I soon encountered the first, of the few other trail users I
saw. This man was on a 2 week cycling
vacation, stopping at all the rail trails between his home in Alabama and
Washington, D.C. Heading north east
allowed him to cycle 2 of Virginia’s great trails—the Virginia Creeper and the
New River Trail. Before going our
separate ways, he was kind enough to take my picture cycling on the trail.
Marlinton is the only “town” on the trail. In Marlinton I saw the last remaining railroad
water tank
on the GRT. It was erected in
1932 for the Chesapeake & Ohio (C&O) railroad and has been restored.
The town’s 1901 depot is also being restored after being damaged by a fire
several years ago. The railroad came
into being to carry logs down river in the early 1900s. After seeing how low the river was, I
understood why the logging companies gave up floating their harvest downstream.

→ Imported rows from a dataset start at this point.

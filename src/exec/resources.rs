// Copyright 2025 Lablup Inc. and Jeongkyu Shin
//
// Licensed under the Apache License, Version 2.0 (the "License");
// you may not use this file except in compliance with the License.
// You may obtain a copy of the License at
//
//     http://www.apache.org/licenses/LICENSE-2.0
//
// Unless required by applicable law or agreed to in writing, software
// distributed under the License is distributed on an "AS IS" BASIS,
// WITHOUT WARRANTIES OR CONDITIONS OF ANY KIND, either express or implied.
// See the License for the specific language governing permissions and
// limitations under the License.

//! Ownership of everything a session acquires.
//!
//! Each resource is registered here the moment it is acquired, and
//! [`SessionResources::teardown`] releases them in a fixed order exactly once:
//! workers, terminal mode, stdio flags, channel, signal handlers. If the
//! session is dropped without a teardown (a panic unwinding through the relay),
//! `Drop` performs the synchronous part of the same sequence.

use std::io;
use std::time::Duration;

use tracing::{debug, warn};

use super::channel::ExecChannel;
use super::error::TerminalError;
use super::signals::{SessionSignal, SignalGuard};
use super::stdio::LocalStdio;
use super::terminal::TerminalController;
use super::worker::{stop_all, Worker};

pub struct SessionResources<C, T, S>
where
    C: ExecChannel,
    T: TerminalController,
    S: LocalStdio,
{
    pub(crate) channel: C,
    pub(crate) terminal: T,
    pub(crate) stdio: S,
    workers: Vec<Worker>,
    signals: Option<SignalGuard>,
    raw_mode: bool,
    stdio_prepared: bool,
    torn_down: bool,
    join_timeout: Duration,
}

impl<C, T, S> SessionResources<C, T, S>
where
    C: ExecChannel,
    T: TerminalController,
    S: LocalStdio,
{
    pub fn new(channel: C, terminal: T, stdio: S, join_timeout: Duration) -> Self {
        Self {
            channel,
            terminal,
            stdio,
            workers: Vec::with_capacity(2),
            signals: None,
            raw_mode: false,
            stdio_prepared: false,
            torn_down: false,
            join_timeout,
        }
    }

    pub fn channel(&self) -> &C {
        &self.channel
    }

    pub fn channel_mut(&mut self) -> &mut C {
        &mut self.channel
    }

    pub fn terminal(&self) -> &T {
        &self.terminal
    }

    pub fn stdio(&self) -> &S {
        &self.stdio
    }

    pub fn install_signals(&mut self) -> io::Result<()> {
        if self.signals.is_none() {
            self.signals = Some(SignalGuard::install()?);
        }
        Ok(())
    }

    pub fn pending_signal(&self) -> Option<SessionSignal> {
        self.signals.as_ref().and_then(SignalGuard::take_pending)
    }

    /// Enter raw mode. Registered before the switch, so a partial switch is
    /// still undone.
    pub fn enter_raw_mode(&mut self) -> Result<(), TerminalError> {
        self.raw_mode = true;
        self.terminal.enter_raw_mode()
    }

    pub fn prepare_stdio(&mut self) -> io::Result<()> {
        self.stdio_prepared = true;
        self.stdio.prepare()
    }

    pub fn add_worker(&mut self, worker: Worker) {
        self.workers.push(worker);
    }

    pub fn worker_count(&self) -> usize {
        self.workers.len()
    }

    pub fn is_torn_down(&self) -> bool {
        self.torn_down
    }

    /// Release everything. Only the first call does any work.
    pub async fn teardown(&mut self) {
        if self.torn_down {
            return;
        }
        self.torn_down = true;

        if !self.workers.is_empty() {
            let total = self.workers.len();
            let stopped = stop_all(&mut self.workers, self.join_timeout).await;
            if stopped < total {
                warn!(
                    "{} of {} session workers had to be abandoned",
                    total - stopped,
                    total
                );
            }
        }

        self.release();
        debug!("Session teardown complete");
    }

    fn release(&mut self) {
        for worker in &mut self.workers {
            worker.abort();
        }
        self.workers.clear();

        if self.raw_mode {
            self.raw_mode = false;
            if let Err(e) = self.terminal.restore() {
                warn!("{e}");
            }
        }

        if self.stdio_prepared {
            self.stdio_prepared = false;
            if let Err(e) = self.stdio.restore() {
                warn!("Failed to restore stdio flags: {e}");
            }
        }

        self.channel.close();

        if let Some(mut signals) = self.signals.take() {
            signals.restore();
        }
    }
}

impl<C, T, S> Drop for SessionResources<C, T, S>
where
    C: ExecChannel,
    T: TerminalController,
    S: LocalStdio,
{
    fn drop(&mut self) {
        if !self.torn_down {
            self.torn_down = true;
            debug!("Session dropped without teardown; releasing resources");
            self.release();
        }
    }
}
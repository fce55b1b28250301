// Copyright 2025 Lablup Inc. and Jeongkyu Shin
//
// Licensed under the Apache License, Version 2.0 (the "License");
// you may not use this file except in compliance with the License.
// You may obtain a copy of the License at
//
//     http://www.apache.org/licenses/LICENSE-2.0
//
// Unless required by applicable law or agreed to in writing, software
// distributed under the License is distributed on an "AS IS" BASIS,
// WITHOUT WARRANTIES OR CONDITIONS OF ANY KIND, either express or implied.
// See the License for the specific language governing permissions and
// limitations under the License.

//! Local stdin/stdout/stderr for a session.
//!
//! Stdin is read without ever blocking the relay loop; a read with nothing
//! available fails with [`io::ErrorKind::WouldBlock`]. Stdout and stderr are
//! kept blocking, and [`write_output`] bounds how long a stalled writer can
//! hold up the loop.

use std::io::{self, Write};
use std::time::Duration;

use tracing::{debug, warn};

use super::constants::{
    CHANNEL_BUFFER_SIZE, DEFAULT_WRITE_BACKOFF_MS, DEFAULT_WRITE_RETRY_LIMIT, MAX_WRITE_BACKOFF_MS,
};
use super::error::{classify_io_error, IoDisposition};

#[derive(Debug, Clone, Copy, PartialEq, Eq)]
pub enum OutputStream {
    Stdout,
    Stderr,
}

/// The local side of a session's byte streams.
pub trait LocalStdio: Send {
    /// Make stdin non-blocking for the relay and stdout/stderr blocking.
    fn prepare(&mut self) -> io::Result<()>;

    /// Undo [`LocalStdio::prepare`]. Later calls do nothing.
    fn restore(&mut self) -> io::Result<()>;

    /// Read available input. `Ok(0)` means end of input.
    fn read_input(&mut self, buf: &mut [u8]) -> io::Result<usize>;

    fn write_output(&mut self, stream: OutputStream, data: &[u8]) -> io::Result<usize>;

    fn flush_output(&mut self, stream: OutputStream) -> io::Result<()>;
}
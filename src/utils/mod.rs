// Copyright 2025 Lablup Inc. and Jeongkyu Shin
//
// Licensed under the Apache License, Version 2.0 (the "License");
// you may not use this file except in compliance with the License.
// You may obtain a copy of the License at
//
//     http://www.apache.org/licenses/LICENSE-2.0
//
// Unless required by applicable law or agreed to in writing, software
// distributed under the License is distributed on an "AS IS" BASIS,
// WITHOUT WARRANTIES OR CONDITIONS OF ANY KIND, either express or implied.
// See the License for the specific language governing permissions and
// limitations under the License.

pub mod logging;

pub use logging::init_logging;
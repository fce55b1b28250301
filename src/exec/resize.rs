// Copyright 2025 Lablup Inc. and Jeongkyu Shin
//
// Licensed under the Apache License, Version 2.0 (the "License");
// you may not use this file except in compliance with the License.
// You may obtain a copy of the License at
//
//     http://www.apache.org/licenses/LICENSE-2.0
//
// Unless required by applicable law or agreed to in writing, software
// distributed under the License is distributed on an "AS IS" BASIS,
// WITHOUT WARRANTIES OR CONDITIONS OF ANY KIND, either express or implied.
// See the License for the specific language governing permissions and
// limitations under the License.

//! Terminal resize detection and the resize watcher worker.
//!
//! POSIX terminals announce size changes with `SIGWINCH`; elsewhere the size
//! is polled. Both producers sit behind [`ResizeEvents`], which yields a new
//! size only when it differs from the last one reported.

use std::time::Duration;

use tokio::time::{Interval, MissedTickBehavior};
use tokio_util::sync::CancellationToken;
use tracing::{debug, trace};

use super::channel::ChannelHandle;
use super::error::IoDisposition;
use super::protocol::TerminalSize;

/// Measures the local terminal.
pub type SizeReader = Box<dyn Fn() -> Option<TerminalSize> + Send + Sync>;

enum Source {
    #[cfg(unix)]
    Signal(tokio::signal::unix::Signal),
    Poll(Interval),
    Disabled,
}

/// Stream of terminal size changes.
pub struct ResizeEvents {
    source: Source,
    read_size: SizeReader,
    last: Option<TerminalSize>,
}

impl ResizeEvents {
    /// Report a new size whenever `SIGWINCH` arrives.
    #[cfg(unix)]
    pub fn from_signal(read_size: SizeReader) -> std::io::Result<Self> {
        use tokio::signal::unix::{signal, SignalKind};

        let winch = signal(SignalKind::window_change())?;
        Ok(Self {
            source: Source::Signal(winch),
            read_size,
            last: None,
        })
    }

    /// Check the size every `interval`.
    pub fn polling(interval: Duration, read_size: SizeReader) -> Self {
        let mut ticker = tokio::time::interval(interval);
        ticker.set_missed_tick_behavior(MissedTickBehavior::Skip);
        Self {
            source: Source::Poll(ticker),
            read_size,
            last: None,
        }
    }

    /// A source that never produces an event.
    pub fn disabled() -> Self {
        Self {
            source: Source::Disabled,
            read_size: Box::new(|| None),
            last: None,
        }
    }

    /// Remember `size` as already reported.
    pub fn seed(&mut self, size: TerminalSize) {
        self.last = Some(size);
    }

    /// Wait for the next size change. Returns `None` when the source ends.
    pub async fn next(&mut self) -> Option<TerminalSize> {
        loop {
            match &mut self.source {
                #[cfg(unix)]
                Source::Signal(winch) => winch.recv().await?,
                Source::Poll(ticker) => {
                    ticker.tick().await;
                }
                Source::Disabled => std::future::pending::<()>().await,
            }

            let Some(size) = (self.read_size)() else {
                continue;
            };
            if self.last == Some(size) {
                continue;
            }
            self.last = Some(size);
            return Some(size);
        }
    }
}

/// Resize watcher body: forward every size change until stopped.
pub async fn watch_resize(
    mut events: ResizeEvents,
    handle: ChannelHandle,
    token: CancellationToken,
) {
    loop {
        tokio::select! {
            _ = token.cancelled() => break,
            _ = handle.closed() => {
                debug!("Exec channel closed; resize watcher exiting");
                break;
            }
            next = events.next() => {
                let Some(size) = next else {
                    debug!("Resize event source ended");
                    break;
                };
                match handle.send_resize(size) {
                    Ok(()) => trace!("Forwarded terminal resize to {size}"),
                    Err(e) if e.disposition() == IoDisposition::WouldBlock => {
                        debug!("Outbound queue full; skipping resize to {size}");
                    }
                    Err(e) => {
                        debug!("Resize watcher stopping: {e}");
                        break;
                    }
                }
            }
        }
    }
}
// Copyright 2025 Lablup Inc. and Jeongkyu Shin
//
// Licensed under the Apache License, Version 2.0 (the "License");
// you may not use this file except in compliance with the License.
// You may obtain a copy of the License at
//
//     http://www.apache.org/licenses/LICENSE-2.0
//
// Unless required by applicable law or agreed to in writing, software
// distributed under the License is distributed on an "AS IS" BASIS,
// WITHOUT WARRANTIES OR CONDITIONS OF ANY KIND, either express or implied.
// See the License for the specific language governing permissions and
// limitations under the License.

use clap::Parser;
use std::path::PathBuf;

#[derive(Parser, Debug)]
#[command(
    name = "kexec",
    version,
    about = "Interactive shell sessions in Kubernetes pods",
    long_about = "kexec opens an interactive session to a process running in a Kubernetes pod,\nrelaying the local terminal over the exec WebSocket stream the way `kubectl exec -it` does.\nThe terminal is put in raw mode, window size changes are forwarded, and the terminal\nis restored on every exit path, including signals and connection loss.",
    after_help = "EXAMPLES:\n  Shell in a pod:                 kexec -it my-pod -- /bin/sh\n  Pick a container:               kexec -it -c agent my-pod -- bash\n  Find the pod by label:          kexec -it -l app=aks-agent -n aks-agent -- bash\n  One-shot command:               kexec my-pod -- cat /etc/os-release\n\nExit status is the remote exit code when the pod reports one, 0 on a clean\nsession end and 1 on failure."
)]
pub struct Cli {
    #[arg(help = "Pod name. Found by label selector when omitted")]
    pub pod: Option<String>,

    #[arg(
        last = true,
        required = true,
        num_args = 1..,
        help = "Command and arguments to run in the pod, after `--`"
    )]
    pub command: Vec<String>,

    #[arg(
        short = 'n',
        long,
        help = "Namespace of the pod [default: context namespace, then 'default']"
    )]
    pub namespace: Option<String>,

    #[arg(
        long,
        help = "Path to the kubeconfig file\n[default: config file value, then the first KUBECONFIG entry, then ~/.kube/config]"
    )]
    pub kubeconfig: Option<String>,

    #[arg(long, help = "kubeconfig context to use [default: current-context]")]
    pub context: Option<String>,

    #[arg(short = 'c', long, help = "Container name [default: the pod's default container]")]
    pub container: Option<String>,

    #[arg(
        short = 'l',
        long = "selector",
        help = "Label selector used to find a running pod when POD is omitted\nMay be repeated; pods matching any selector are considered"
    )]
    pub selectors: Vec<String>,

    #[arg(short = 'i', long = "stdin", help = "Pass local stdin to the remote process")]
    pub stdin: bool,

    #[arg(
        short = 't',
        long,
        help = "Allocate a TTY and put the local terminal in raw mode\nIgnored with a warning when stdin is not a terminal"
    )]
    pub tty: bool,

    #[arg(
        short = 'F',
        long = "config",
        help = "Configuration file path\nConfig loading priority:\n  1. This flag's value\n  2. KEXEC_CONFIG environment variable\n  3. Current directory (./kexec.yaml)\n  4. User config (~/.config/kexec/config.yaml)"
    )]
    pub config: Option<PathBuf>,

    #[arg(
        short = 'v',
        long,
        action = clap::ArgAction::Count,
        help = "Increase verbosity (-v, -vv, -vvv)"
    )]
    pub verbose: u8,
}
// Copyright 2025 Lablup Inc. and Jeongkyu Shin
//
// Licensed under the Apache License, Version 2.0 (the "License");
// you may not use this file except in compliance with the License.
// You may obtain a copy of the License at
//
//     http://www.apache.org/licenses/LICENSE-2.0
//
// Unless required by applicable law or agreed to in writing, software
// distributed under the License is distributed on an "AS IS" BASIS,
// WITHOUT WARRANTIES OR CONDITIONS OF ANY KIND, either express or implied.
// See the License for the specific language governing permissions and
// limitations under the License.

//! Local terminal mode control.
//!
//! A [`TerminalController`] snapshots the terminal settings before its first
//! mutation and puts them back exactly once. On POSIX the snapshot is the
//! termios structure of stdin; on Windows it is the console input/output modes
//! together with the input/output code pages.

use std::time::Duration;

use super::error::TerminalError;
use super::protocol::TerminalSize;
use super::resize::ResizeEvents;

#[cfg(unix)]
mod posix;
#[cfg(windows)]
mod windows;

#[cfg(unix)]
pub use posix::PosixTerminal;
#[cfg(windows)]
pub use windows::WindowsConsole;
#[cfg(windows)]
pub(crate) use windows::std_handle as windows_std_handle;

/// The terminal controller for the current platform.
#[cfg(unix)]
pub type PlatformTerminal = PosixTerminal;
#[cfg(windows)]
pub type PlatformTerminal = WindowsConsole;

/// Terminal mode transitions used by the relay.
pub trait TerminalController: Send {
    /// Snapshot the current settings, then switch to raw mode.
    ///
    /// The snapshot is taken before anything is changed, so a failure half way
    /// through can still be undone by [`TerminalController::restore`].
    fn enter_raw_mode(&mut self) -> Result<(), TerminalError>;

    /// Put back the snapshot, if one was taken. Later calls do nothing.
    fn restore(&mut self) -> Result<(), TerminalError>;

    fn is_raw(&self) -> bool;

    /// Current size, or `None` when it cannot be determined.
    fn size(&self) -> Option<TerminalSize>;

    /// Source of size-change notifications for the resize watcher.
    fn resize_events(&self, poll_interval: Duration) -> ResizeEvents;
}

/// Query the size of the controlling terminal.
pub fn current_size() -> Option<TerminalSize> {
    match crossterm::terminal::size() {
        Ok((cols, rows)) if cols > 0 && rows > 0 => Some(TerminalSize::new(cols, rows)),
        _ => None,
    }
}

/// Whether stdin is attached to a terminal.
pub fn stdin_is_terminal() -> bool {
    atty::is(atty::Stream::Stdin)
}

/// Whether a TTY should be requested, given what the user asked for.
///
/// Mirrors `kubectl exec -t`: a TTY needs a terminal on stdin, so the request
/// is dropped when stdin is redirected.
pub fn should_allocate_tty(requested: bool, stdin: bool) -> bool {
    requested && stdin && stdin_is_terminal()
}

Rail passenger service continued until
the late 1950s and the C&O’s freight service was terminated in the late
1970s.
I reached Marlinton at lunch time and asked several folks
for recommendations on where to eat. I
prefer local business that let you experience the town’s charms. The response was unanimous, and I headed to
Rayetta’s Lunchbox. This was a real
find. It was full of folks that Rayetta addressed
by name. When it was my time to order, I
naively asked for a menu and was told that there was none. Rayetta served only 3 things, hot dogs,
nachos, and a daily special, which I purchased—tomato bisque soup and a grilled
cheese sandwich. When finished, I spotted some chocolate marble cupcakes with a
fluffy caramel icing. The cupcake tasted
as good as it looked but it cost as nearly as much as my soup and sandwich. However, it was well worth the price and I
know that I would burn the added calories as I headed south.
While most of the trail is crushed gravel, the trail through
Marlinton is asphalt. The paved section
provided smoother and faster cycling, but it took away from the rest of the
trail’s natural setting.
Before leaving town, I peeled off another layer of
clothing. I was beginning to relate to
an onion. Heading south, I took note of
the many trail-side camp sites. I
believe that there were more than a dozen such sites. Most locations had packed
gravel tent pads, a picnic table, and pit toilets. Some also had water pumps and Adirondacks (a
3-sided wooden building) where several people could sleep. In addition to on-trail accommodations the
trail guide identifies many off-trail lodgings.
These included motels, bed and breakfasts, cabins, and campgrounds.
Pearl Buck’s birthplace can been seen in the town of Hillsboro
(just a short ride off the trail). She
is best known for her novel “The Good
Earth” which won the Pulitzer Prize in 1932 and the Nobel Prize for Literature in
1938. Her home is only 2.5 miles off the
trail and only about 200 feet of climbing.
It was an interesting side trip.
is only 400 feet long. At the tunnel entrance I head voice coming from the tunnel and decided to wait to see who would emerge. In a few minutes 3 women riding horses came out. I am glad I waited; I don’t know how I would have made out in the dark with 3 horses coming at me head-on. The women stopped to talk and asked me to take some pictures for them. This was the first time one of the women was able to get her horse to go through the tunnel and she wanted it documented. Like the first tunnel, this one also curved and required waiting for my eyes to adjust to the low light before going through.
Other than Marlinton, the trail provides mostly wilderness
cycling. However, there are some
sections along the way where cabins can be seen on the river bank. Other than these cabins and a correctional
facility that abuts the trail near mile post 39, I was just “one with nature”. The lack of cell phone service also helped
keep me focused on the joys of my solitary time away from my normal urban life.
Approaching the trails end, I started to encounter other
trail users, mostly cyclists and dog walkers.
I am usually the “slow rider” and I am usually passed where ever I cycle. However, this is the first ride that no one
passed me and I went 80 miles. While I
would like to think that I was faster than other trail users, in reality the
trail was just not busy at this time of the year. I ended my solitary sojourn with a beer and
dinner in a crowded Lewisburg restaurant.